Please repeat the records exactly from their first line, finishing at the line containing "Deployed / capital" and including it.

━━━ Available data

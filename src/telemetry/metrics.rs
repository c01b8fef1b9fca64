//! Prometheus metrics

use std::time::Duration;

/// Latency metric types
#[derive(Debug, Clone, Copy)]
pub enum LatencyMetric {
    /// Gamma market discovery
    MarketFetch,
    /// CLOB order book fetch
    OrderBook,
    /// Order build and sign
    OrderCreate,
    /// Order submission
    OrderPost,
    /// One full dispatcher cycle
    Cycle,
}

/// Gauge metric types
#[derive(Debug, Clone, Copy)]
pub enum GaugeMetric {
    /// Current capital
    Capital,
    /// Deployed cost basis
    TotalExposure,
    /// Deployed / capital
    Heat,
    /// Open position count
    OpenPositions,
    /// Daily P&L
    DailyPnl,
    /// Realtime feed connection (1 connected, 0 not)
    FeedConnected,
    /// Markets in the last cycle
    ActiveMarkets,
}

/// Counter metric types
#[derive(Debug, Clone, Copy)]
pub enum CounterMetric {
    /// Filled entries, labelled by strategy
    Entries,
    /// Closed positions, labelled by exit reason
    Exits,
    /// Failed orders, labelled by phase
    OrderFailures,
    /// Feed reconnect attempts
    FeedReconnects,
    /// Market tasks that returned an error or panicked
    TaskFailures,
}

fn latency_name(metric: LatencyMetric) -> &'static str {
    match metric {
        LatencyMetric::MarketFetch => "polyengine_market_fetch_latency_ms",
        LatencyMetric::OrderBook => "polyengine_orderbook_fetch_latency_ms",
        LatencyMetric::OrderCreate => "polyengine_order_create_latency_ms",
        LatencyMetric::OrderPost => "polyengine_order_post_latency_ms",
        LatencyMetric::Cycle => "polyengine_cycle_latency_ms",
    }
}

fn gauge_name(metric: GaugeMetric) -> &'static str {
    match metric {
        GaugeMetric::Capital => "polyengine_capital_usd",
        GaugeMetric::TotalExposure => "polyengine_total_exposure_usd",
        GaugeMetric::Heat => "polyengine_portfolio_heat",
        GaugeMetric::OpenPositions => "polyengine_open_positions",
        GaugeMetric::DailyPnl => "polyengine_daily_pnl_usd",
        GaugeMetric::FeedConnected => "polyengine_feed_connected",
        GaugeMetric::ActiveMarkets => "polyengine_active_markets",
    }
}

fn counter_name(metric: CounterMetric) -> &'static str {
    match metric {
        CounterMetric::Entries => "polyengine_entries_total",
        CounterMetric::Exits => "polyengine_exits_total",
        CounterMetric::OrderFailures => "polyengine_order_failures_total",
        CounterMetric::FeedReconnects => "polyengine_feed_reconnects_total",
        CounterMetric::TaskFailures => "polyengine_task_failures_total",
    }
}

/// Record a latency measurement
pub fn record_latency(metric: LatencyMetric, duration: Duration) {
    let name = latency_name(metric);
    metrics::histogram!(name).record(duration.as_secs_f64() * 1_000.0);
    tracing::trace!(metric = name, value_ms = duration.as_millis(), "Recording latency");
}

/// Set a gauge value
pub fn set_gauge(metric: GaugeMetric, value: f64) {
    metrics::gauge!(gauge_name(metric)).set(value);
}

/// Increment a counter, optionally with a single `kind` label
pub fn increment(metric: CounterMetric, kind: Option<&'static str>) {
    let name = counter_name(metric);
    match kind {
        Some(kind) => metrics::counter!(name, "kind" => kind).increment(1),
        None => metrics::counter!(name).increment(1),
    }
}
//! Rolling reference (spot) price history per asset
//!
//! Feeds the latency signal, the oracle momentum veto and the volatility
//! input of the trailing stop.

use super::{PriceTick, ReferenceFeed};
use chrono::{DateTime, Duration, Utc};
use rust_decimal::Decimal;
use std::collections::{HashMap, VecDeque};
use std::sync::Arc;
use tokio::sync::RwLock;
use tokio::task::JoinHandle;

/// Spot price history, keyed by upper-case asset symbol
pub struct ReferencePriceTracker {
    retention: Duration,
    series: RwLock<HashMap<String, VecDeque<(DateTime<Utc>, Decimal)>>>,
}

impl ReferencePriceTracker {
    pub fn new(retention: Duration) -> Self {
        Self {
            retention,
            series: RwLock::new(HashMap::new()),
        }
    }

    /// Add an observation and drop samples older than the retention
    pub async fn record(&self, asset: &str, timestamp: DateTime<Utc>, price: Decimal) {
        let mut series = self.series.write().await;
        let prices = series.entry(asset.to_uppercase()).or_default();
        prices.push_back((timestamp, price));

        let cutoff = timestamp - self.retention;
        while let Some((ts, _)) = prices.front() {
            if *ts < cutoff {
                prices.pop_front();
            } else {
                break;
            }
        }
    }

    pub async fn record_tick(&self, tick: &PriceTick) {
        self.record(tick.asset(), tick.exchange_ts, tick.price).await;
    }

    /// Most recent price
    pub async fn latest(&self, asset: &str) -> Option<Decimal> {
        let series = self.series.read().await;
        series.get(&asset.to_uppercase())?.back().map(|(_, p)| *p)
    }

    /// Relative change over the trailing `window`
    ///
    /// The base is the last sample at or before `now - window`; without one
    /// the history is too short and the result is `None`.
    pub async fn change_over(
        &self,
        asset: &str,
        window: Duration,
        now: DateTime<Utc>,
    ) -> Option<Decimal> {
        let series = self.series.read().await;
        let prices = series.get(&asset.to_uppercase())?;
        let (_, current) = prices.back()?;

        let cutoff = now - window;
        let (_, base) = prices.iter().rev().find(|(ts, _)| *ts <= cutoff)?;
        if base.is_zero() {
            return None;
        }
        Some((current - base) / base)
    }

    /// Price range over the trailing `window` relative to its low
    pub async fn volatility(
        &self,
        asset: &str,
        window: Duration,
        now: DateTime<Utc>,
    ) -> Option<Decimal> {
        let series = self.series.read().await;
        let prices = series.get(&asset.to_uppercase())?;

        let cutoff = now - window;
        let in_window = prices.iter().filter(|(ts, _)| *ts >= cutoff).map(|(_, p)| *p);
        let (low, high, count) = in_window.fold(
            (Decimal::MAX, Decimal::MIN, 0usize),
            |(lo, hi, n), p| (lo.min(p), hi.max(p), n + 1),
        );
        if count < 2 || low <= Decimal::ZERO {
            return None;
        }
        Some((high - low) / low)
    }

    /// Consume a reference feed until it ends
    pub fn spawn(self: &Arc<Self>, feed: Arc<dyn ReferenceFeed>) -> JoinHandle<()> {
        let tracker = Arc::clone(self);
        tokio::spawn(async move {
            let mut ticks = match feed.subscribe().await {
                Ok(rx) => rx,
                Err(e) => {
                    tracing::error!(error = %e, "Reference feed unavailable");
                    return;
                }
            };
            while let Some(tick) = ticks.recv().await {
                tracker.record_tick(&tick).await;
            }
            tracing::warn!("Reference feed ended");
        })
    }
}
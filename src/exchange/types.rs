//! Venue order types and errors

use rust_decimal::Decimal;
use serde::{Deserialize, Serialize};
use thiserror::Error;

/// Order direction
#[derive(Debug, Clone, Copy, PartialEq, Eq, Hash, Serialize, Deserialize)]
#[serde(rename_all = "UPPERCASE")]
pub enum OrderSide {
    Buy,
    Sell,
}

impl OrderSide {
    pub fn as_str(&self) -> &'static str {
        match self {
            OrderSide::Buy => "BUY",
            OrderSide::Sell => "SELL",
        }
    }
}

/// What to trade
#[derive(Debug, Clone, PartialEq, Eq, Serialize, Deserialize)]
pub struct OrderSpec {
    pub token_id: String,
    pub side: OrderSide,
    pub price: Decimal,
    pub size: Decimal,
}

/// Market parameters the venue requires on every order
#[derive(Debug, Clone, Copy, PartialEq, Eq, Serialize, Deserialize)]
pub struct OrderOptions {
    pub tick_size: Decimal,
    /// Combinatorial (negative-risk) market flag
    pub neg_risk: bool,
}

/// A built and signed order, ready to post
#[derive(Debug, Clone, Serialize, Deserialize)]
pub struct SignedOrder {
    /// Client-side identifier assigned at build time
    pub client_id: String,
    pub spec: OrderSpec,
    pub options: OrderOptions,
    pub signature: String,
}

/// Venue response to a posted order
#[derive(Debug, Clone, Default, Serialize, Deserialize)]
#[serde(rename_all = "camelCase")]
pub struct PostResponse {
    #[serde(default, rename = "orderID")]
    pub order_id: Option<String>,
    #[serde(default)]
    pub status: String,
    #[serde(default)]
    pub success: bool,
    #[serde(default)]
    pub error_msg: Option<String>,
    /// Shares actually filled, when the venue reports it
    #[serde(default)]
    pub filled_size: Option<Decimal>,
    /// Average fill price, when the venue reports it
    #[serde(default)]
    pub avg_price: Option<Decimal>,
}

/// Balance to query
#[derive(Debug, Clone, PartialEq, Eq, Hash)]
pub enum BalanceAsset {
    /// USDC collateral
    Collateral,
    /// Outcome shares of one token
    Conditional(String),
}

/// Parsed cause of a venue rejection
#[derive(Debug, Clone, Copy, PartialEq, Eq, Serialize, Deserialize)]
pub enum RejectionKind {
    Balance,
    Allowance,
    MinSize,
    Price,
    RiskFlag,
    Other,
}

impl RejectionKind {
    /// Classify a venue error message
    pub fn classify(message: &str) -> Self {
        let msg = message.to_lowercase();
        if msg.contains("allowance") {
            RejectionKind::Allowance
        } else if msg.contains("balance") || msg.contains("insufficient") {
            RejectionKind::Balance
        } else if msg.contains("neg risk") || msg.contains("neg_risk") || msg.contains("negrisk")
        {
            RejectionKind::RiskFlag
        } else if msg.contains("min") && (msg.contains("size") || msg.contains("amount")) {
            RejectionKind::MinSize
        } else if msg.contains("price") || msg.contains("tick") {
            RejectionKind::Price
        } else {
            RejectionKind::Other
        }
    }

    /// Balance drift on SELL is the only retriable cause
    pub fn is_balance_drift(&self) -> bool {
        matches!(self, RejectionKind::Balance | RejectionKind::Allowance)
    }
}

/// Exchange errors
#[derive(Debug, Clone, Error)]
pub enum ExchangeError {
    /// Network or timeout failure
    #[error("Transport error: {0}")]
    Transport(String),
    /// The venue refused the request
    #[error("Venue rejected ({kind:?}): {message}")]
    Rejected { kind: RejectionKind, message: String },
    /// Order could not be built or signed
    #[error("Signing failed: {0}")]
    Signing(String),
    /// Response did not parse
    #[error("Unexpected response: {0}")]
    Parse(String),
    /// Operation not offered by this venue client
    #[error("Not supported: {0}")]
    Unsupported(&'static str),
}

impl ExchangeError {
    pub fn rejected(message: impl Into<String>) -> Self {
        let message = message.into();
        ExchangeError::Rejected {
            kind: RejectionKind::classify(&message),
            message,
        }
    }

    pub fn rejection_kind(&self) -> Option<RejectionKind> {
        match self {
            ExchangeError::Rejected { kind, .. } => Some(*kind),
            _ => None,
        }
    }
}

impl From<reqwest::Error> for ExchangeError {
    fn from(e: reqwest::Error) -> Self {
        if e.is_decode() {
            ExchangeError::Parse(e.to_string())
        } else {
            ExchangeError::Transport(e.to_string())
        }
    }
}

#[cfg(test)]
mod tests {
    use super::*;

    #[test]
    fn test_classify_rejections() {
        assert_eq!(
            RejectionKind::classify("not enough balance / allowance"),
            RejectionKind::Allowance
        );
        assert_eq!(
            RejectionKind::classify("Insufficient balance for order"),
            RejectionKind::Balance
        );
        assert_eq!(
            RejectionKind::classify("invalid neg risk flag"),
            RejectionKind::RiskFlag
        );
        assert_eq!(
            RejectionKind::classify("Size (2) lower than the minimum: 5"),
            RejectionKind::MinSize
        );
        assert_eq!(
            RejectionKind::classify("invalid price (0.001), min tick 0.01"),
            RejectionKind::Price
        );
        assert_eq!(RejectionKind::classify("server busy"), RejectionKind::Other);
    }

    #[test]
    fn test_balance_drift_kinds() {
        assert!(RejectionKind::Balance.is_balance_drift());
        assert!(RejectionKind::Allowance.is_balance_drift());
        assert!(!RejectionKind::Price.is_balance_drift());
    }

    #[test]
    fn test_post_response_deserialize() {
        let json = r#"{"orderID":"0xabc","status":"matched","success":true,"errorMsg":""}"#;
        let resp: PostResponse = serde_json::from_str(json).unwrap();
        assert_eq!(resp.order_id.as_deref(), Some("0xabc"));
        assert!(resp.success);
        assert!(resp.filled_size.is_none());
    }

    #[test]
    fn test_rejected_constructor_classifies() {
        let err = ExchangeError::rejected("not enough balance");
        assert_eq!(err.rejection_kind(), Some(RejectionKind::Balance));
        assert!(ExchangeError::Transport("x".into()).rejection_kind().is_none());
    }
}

━━━━━━

**Exercise answer**:
filename src/telemetry/metrics.rs
repository c01b8fef1b9fca64
//! Prometheus metrics

use std::time::Duration;

/// Latency metric types
#[derive(Debug, Clone, Copy)]
pub enum LatencyMetric {
    /// Gamma market discovery
    MarketFetch,
    /// CLOB order book fetch
    OrderBook,
    /// Order build and sign
    OrderCreate,
    /// Order submission
    OrderPost,
    /// One full dispatcher cycle
    Cycle,
}

/// Gauge metric types
#[derive(Debug, Clone, Copy)]
pub enum GaugeMetric {
    /// Current capital
    Capital,
    /// Deployed cost basis
    TotalExposure,
    /// Deployed / capital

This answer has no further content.